* Extracted records *
· · · ·

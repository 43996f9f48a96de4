use serde::{Deserialize, Serialize};
use std::fs;
use std::path::Path;

/// Optional run-time tuning loaded from `run_config.toml` (§4.5), with a
/// fallback to defaults when the file is absent or unreadable — the same
/// best-effort behaviour the teacher crate's own config loader uses.
#[derive(Debug, Clone, Serialize, Deserialize)]
#[serde(default)]
pub struct RunConfig {
    pub time_limit_seconds: u64,
    pub quiet: bool,
}

impl Default for RunConfig {
    fn default() -> Self {
        Self {
            time_limit_seconds: 10,
            quiet: false,
        }
    }
}

pub fn load_config_or_default(path: &Path) -> RunConfig {
    if !path.exists() {
        return RunConfig::default();
    }
    match fs::read_to_string(path) {
        Ok(content) => toml::from_str(&content).unwrap_or_default(),
        Err(_) => RunConfig::default(),
    }
}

· · · ·

* How to complete this task *
Show all lines in the entries above where the word "Deserialize" appears.

* Reply to the exercise *
use serde::{Deserialize, Serialize};
#[derive(Debug, Clone, Serialize, Deserialize)]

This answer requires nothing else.